Perception - How Do We Change It

Last year I posted an article around the power of perception and how this can have such an influence on the way people will interact and treat you in the work place. I have since spoken to a lot of people who read the article and seen the many different ways in which it can affect them.

Perception can work in many ways, and it is unfortunately true that first impressions tend to stick. From the person that wears a suit to try and appear more important in his new job, to the guy who joined as a junior 4 years ago and always had fun. It's something that in most company's will stick with you. Once someone has this perception of you, it is quite a challenge to get it changed.

I wanted to start a discussion around ways in which we can try to change the way in which people judge people. I don't believe that people should be judged on anything other than what they do. Not what they wear, who they know, or might have done 3 years ago. As people work they learn, and they progress as people. I believe it is this inherent problem with perception that leads to a lot of people leaving the companies that they work for. The perceptions they gain during their early days stick with them, and for many the easiest way to change the situation is to go somewhere new so that new people can get a new impression and therefore perception of you.

This is a challenge that all companies face, as it is down to the culture of the business and how they reward their staff, recognising their achievements and acknowledging their progress that has the biggest influence over this.

So what are the other options to try and change someones perception of you?
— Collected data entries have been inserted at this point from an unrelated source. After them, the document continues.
//! Artifact integration and build history
//!
//! After a job finishes, its artifacts replace the package's directory in
//! the local repository and the aggregated index is rewritten. Every job,
//! successful or not, gets a history record and its log is kept.

use regex::Regex;
use serde::{Deserialize, Serialize};
use std::path::{Path, PathBuf};
use std::time::{SystemTime, UNIX_EPOCH};

use crate::config::defaults;
use crate::core::builder::JobResult;
use crate::core::package::Package;
use crate::core::repository::{BinaryMeta, RepositoryPool};
use crate::core::status::PackageStatus;
use crate::error::{PkgforgeError, StoreError};
use crate::infra::filesystem;

/// One line of a package's build history
#[derive(Debug, Clone, PartialEq, Serialize, Deserialize)]
pub struct HistoryRecord {
    /// Package id
    pub package: String,
    /// Builder that ran the job
    pub builder: String,
    /// Target architecture
    pub arch: String,
    /// Why the package was built
    pub reason: String,
    /// Start time (unix seconds)
    pub start: u64,
    /// End time (unix seconds)
    pub end: u64,
    /// Duration in seconds
    pub duration: f64,
    /// `succeeded` or `failed`
    pub status: PackageStatus,
    /// Failure reason
    #[serde(default, skip_serializing_if = "Option::is_none")]
    pub detail: Option<String>,
}

fn unix_secs(time: SystemTime) -> u64 {
    time.duration_since(UNIX_EPOCH)
        .map(|d| d.as_secs())
        .unwrap_or_default()
}

/// Append-only per-package history logs
#[derive(Debug, Clone)]
pub struct History {
    dir: PathBuf,
}

impl History {
    /// History inside the state directory
    pub fn new(state_dir: &Path) -> Self {
        Self {
            dir: state_dir.join(defaults::HISTORY_DIR),
        }
    }

    /// History file of `package`
    pub fn path(&self, package: &str) -> PathBuf {
        self.dir.join(format!("{package}.jsonl"))
    }

    /// Append one record
    pub fn append(&self, record: &HistoryRecord) -> Result<(), StoreError> {
        let path = self.path(&record.package);
        let line = serde_json::to_string(record).map_err(|e| StoreError::Serialize {
            path: path.clone(),
            error: e.to_string(),
        })?;
        filesystem::append_line(&path, &line).map_err(|e| StoreError::Persist {
            path,
            error: e.to_string(),
        })
    }

    /// All records of `package`, oldest first
    ///
    /// Lines that do not parse are skipped; a missing file is an empty
    /// history.
    pub fn read(&self, package: &str) -> Result<Vec<HistoryRecord>, StoreError> {
        let path = self.path(package);
        if !path.exists() {
            return Ok(Vec::new());
        }
        let content = filesystem::read_file(&path).map_err(|e| StoreError::Load {
            path: path.clone(),
            error: e.to_string(),
        })?;
        Ok(content
            .lines()
            .filter(|l| !l.trim().is_empty())
            .filter_map(|l| match serde_json::from_str(l) {
                Ok(record) => Some(record),
                Err(e) => {
                    tracing::debug!("Skipping history line in {}: {}", path.display(), e);
                    None
                }
            })
            .collect())
    }
}

/// Convert a shell glob to an anchored regex
///
/// `**` matches across directories, `*` and `?` do not.
pub fn glob_to_regex(pattern: &str) -> Option<Regex> {
    let mut re = String::from("^");
    let mut chars = pattern.chars().peekable();
    while let Some(c) = chars.next() {
        match c {
            '*' if chars.peek() == Some(&'*') => {
                chars.next();
                re.push_str(".*");
            }
            '*' => re.push_str("[^/]*"),
            '?' => re.push_str("[^/]"),
            c => re.push_str(&regex::escape(&c.to_string())),
        }
    }
    re.push('$');
    Regex::new(&re).ok()
}

/// Artifacts selected by `outputs` (all when empty), relative to `result_dir`
fn select_artifacts(result_dir: &Path, artifacts: &[PathBuf], outputs: &[String]) -> Vec<PathBuf> {
    let patterns: Vec<(bool, Regex)> = outputs
        .iter()
        .filter_map(|p| glob_to_regex(p).map(|re| (p.contains('/'), re)))
        .collect();

    artifacts
        .iter()
        .filter_map(|path| path.strip_prefix(result_dir).ok())
        .filter(|rel| {
            if patterns.is_empty() {
                return true;
            }
            let full = rel.to_string_lossy();
            let name = rel
                .file_name()
                .map(|n| n.to_string_lossy())
                .unwrap_or_default();
            patterns
                .iter()
                .any(|(nested, re)| re.is_match(if *nested { &*full } else { &*name }))
        })
        .map(Path::to_path_buf)
        .collect()
}

/// Moves job results into the local repository
#[derive(Debug, Clone)]
pub struct Integrator {
    state_dir: PathBuf,
    arch: String,
    history: History,
}

impl Integrator {
    /// Integrator for the state directory
    pub fn new(state_dir: &Path, arch: &str) -> Self {
        Self {
            state_dir: state_dir.to_path_buf(),
            arch: arch.to_string(),
            history: History::new(state_dir),
        }
    }

    /// Directory holding the integrated artifacts of `package`
    pub fn package_dir(&self, package: &str) -> PathBuf {
        self.state_dir.join(defaults::REPO_DIR).join(package)
    }

    /// Record a finished job and, if it succeeded, publish its artifacts
    ///
    /// Returns whether the local repository changed. When publishing fails
    /// the package is removed from the local repository, the job is recorded
    /// as failed and the error is returned; the repository has changed in
    /// that case too.
    pub fn integrate(
        &self,
        result: &JobResult,
        package: &Package,
        builder: &str,
        pool: &mut RepositoryPool,
    ) -> Result<bool, PkgforgeError> {
        let published = if result.status == PackageStatus::Succeeded {
            self.publish(result, package, pool).map(|()| true).map_err(|e| {
                self.roll_back(&package.id, pool);
                e
            })
        } else {
            Ok(false)
        };

        if let Some(log) = &result.log {
            if log.exists() {
                let target = self
                    .state_dir
                    .join(defaults::LOGS_DIR)
                    .join(format!("{}.log", package.id));
                if let Err(e) = filesystem::move_file(log, &target) {
                    tracing::warn!("Cannot keep build log of {}: {}", package.id, e);
                }
            }
        }

        let (status, detail) = match &published {
            Ok(_) => (result.status, result.detail.clone()),
            Err(e) => (PackageStatus::Failed, Some(format!("integration failed: {e}"))),
        };
        let record = HistoryRecord {
            package: package.id.clone(),
            builder: builder.to_string(),
            arch: self.arch.clone(),
            reason: result.job.reason.to_string(),
            start: unix_secs(result.job.started),
            end: unix_secs(result.ended),
            duration: result.duration_secs(),
            status,
            detail,
        };
        if let Err(e) = self.history.append(&record) {
            tracing::warn!("Cannot record build history of {}: {}", package.id, e);
        }

        published
    }

    /// Drop a partially published package from the local repository
    fn roll_back(&self, package: &str, pool: &mut RepositoryPool) {
        let target = self.package_dir(package);
        if target.exists() {
            if let Err(e) = filesystem::remove_dir_all(&target) {
                tracing::warn!("Cannot remove {}: {}", target.display(), e);
            }
        }
        let local = pool.local_mut();
        local.replace_package(package, Vec::new());
        if let Err(e) = local.save_index() {
            tracing::warn!("Cannot rewrite local repository index: {}", e);
        }
    }

    fn publish(
        &self,
        result: &JobResult,
        package: &Package,
        pool: &mut RepositoryPool,
    ) -> Result<(), PkgforgeError> {
        let target = self.package_dir(&package.id);
        if target.exists() {
            filesystem::remove_dir_all(&target)?;
        }
        filesystem::create_dir_all(&target)?;

        let mut files = Vec::new();
        if let Some(result_dir) = &result.result_dir {
            let outputs = package
                .recipe
                .as_ref()
                .map(|r| r.build.outputs.as_slice())
                .unwrap_or_default();
            let selected = select_artifacts(result_dir, &result.artifacts, outputs);
            if selected.is_empty() && !result.artifacts.is_empty() {
                tracing::warn!("No artifact of {} matches its outputs", package.id);
            }
            for rel in selected {
                let dest = target.join(&rel);
                filesystem::move_file(&result_dir.join(&rel), &dest)?;
                files.push(dest);
            }
        }

        let checksum = filesystem::hash_tree(&target)?;
        let version = package.version().unwrap_or_default().to_string();
        let names = package
            .recipe
            .as_ref()
            .map(|r| r.provided_names(&package.id))
            .unwrap_or_else(|| vec![package.id.clone()]);
        let metas = names
            .into_iter()
            .map(|name| BinaryMeta {
                name,
                version: version.clone(),
                package: package.id.clone(),
                files: files.clone(),
                checksum: checksum.clone(),
            })
            .collect();

        let local = pool.local_mut();
        local.replace_package(&package.id, metas);
        local.save_index()?;

        tracing::info!(
            "Integrated {} artifacts of {} into {}",
            files.len(),
            package.id,
            target.display()
        );
        Ok(())
    }
}
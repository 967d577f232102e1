//! Core business logic module
//!
//! Scheduling and checking engine. Apart from the persistence helpers in
//! [`store`] and [`integrate`], I/O belongs in [`crate::infra`].
//!
//! # Submodules
//!
//! - [`package`] - Recipes, packages and the package registry
//! - [`repository`] - Binary sources and the repository pool
//! - [`oracle`] - Dependency expression evaluation
//! - [`resolver`] - Dependency graph, cycle detection and build order
//! - [`cycle`] - Bounded retry state of dependency cycles
//! - [`check`] - Per-pass status evaluation
//! - [`builder`] - Builder slots and job management
//! - [`integrate`] - Artifact integration and build history
//! - [`status`] - Package status values and result entries
//! - [`store`] - Result store and lastcheck cache
//! - [`engine`] - The control loop
//! - [`config`] - Project configuration

pub mod builder;
pub mod check;
pub mod config;
pub mod cycle;
pub mod engine;
pub mod integrate;
pub mod oracle;
pub mod package;
pub mod repository;
pub mod resolver;
pub mod status;
pub mod store;
//! Command-line interface module
//!
//! This module handles argument parsing and output formatting.
//! It contains no business logic - that belongs in the [`crate::core`] module.

pub mod commands;
pub mod output;

use anyhow::Result;
use clap::Parser;

use commands::Commands;

/// Pkgforge - incremental package-build orchestrator
///
/// Builds a directory of package recipes in dependency order on a pool of
/// parallel builders.
#[derive(Parser, Debug)]
#[command(name = "pkgforge")]
#[command(author, version, about, long_about = None)]
#[command(propagate_version = true)]
pub struct Cli {
    /// Enable verbose output (-v for info, -vv for debug)
    #[arg(short, long, action = clap::ArgAction::Count, global = true)]
    pub verbose: u8,

    /// Suppress all output except errors
    #[arg(short, long, global = true)]
    pub quiet: bool,

    /// Output in JSON format for scripting
    #[arg(long, global = true)]
    pub json: bool,

    #[command(subcommand)]
    pub command: Option<Commands>,
}

impl Cli {
    /// Execute the CLI command
    pub async fn run(self) -> Result<()> {
        if let Some(cmd) = self.command {
            cmd.run().await
        } else {
            // No subcommand provided, show help
            use clap::CommandFactory;
            let mut cmd = Self::command();
            cmd.print_help()?;
            Ok(())
        }
    }
}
What have you done in the past? Did it work? What didn't work? I would love to hear some feedback on this one.

Thursday, 21 February 2013

Agile, it's a funny old word.

It seems to be a common theme in the development world today about being "agile". With recruiters reporting that this "skill" is fast approaching the point where it will take over from "HTML" on developers CV's, the word "agile" is now losing its value. The meaning behind it is being lost to the realms of the buzzword, and as a result it is becoming harder to find the people who truly understand what we mean when we say it.

So what do we really mean by "agile"? This is a question that tends to be asked in interviews, and is greeted by a whole array answers. What we want to hear about is a passion to deliver value faster, incrementally, and collaboratively with the business. We want to hear about minimal marketable features, breaking down work into small chunks and regular releases. We want work to flow through the team via a pull methodology rather than it being pushed into the pipe.

The bottom line of it all is that 'agile' is just a word. It is all about the way you work and how you go about doing things on a day to day basis. To me, a lot of what 'agile' preaches is just common sense. It doesn't need to be badged up as some kind of buzzword, or worshiped as some kind of religion.

Its not just IT, but the whole business that needs to adopt these working practices in order for them to work. It requires a change in mind set, to put trust in the development teams and how they work. Despite common views, developers are just as committed to delivering value as anyone else in the business. They need the support and environment in order to do this the best way possible.

I have often seen departments suffer from "us and them" syndrome. This cannot be the case if you truly want to be a value driven business. These walls need to be knocked down and everyone needs to wake up and smell the coffee and realise that everyone is in this together. Once you reach this point, and everyone starts to work together - that is when you can really start to deliver. End to end delivery teams, responsible for taking an idea from inception to delivery. Quick and responsive feedback loops between the people doing the code and the people driving the ideas. Collaboration and taking everyone's views and inputs to a solution in to consideration in order to get the best possible result. This is the world I want to live in.

The bottom line, ladies and gentlemen, is that we should not get hung up on words or the latest craze - but we should strive to continually improve and take the best common sense approach when developing software.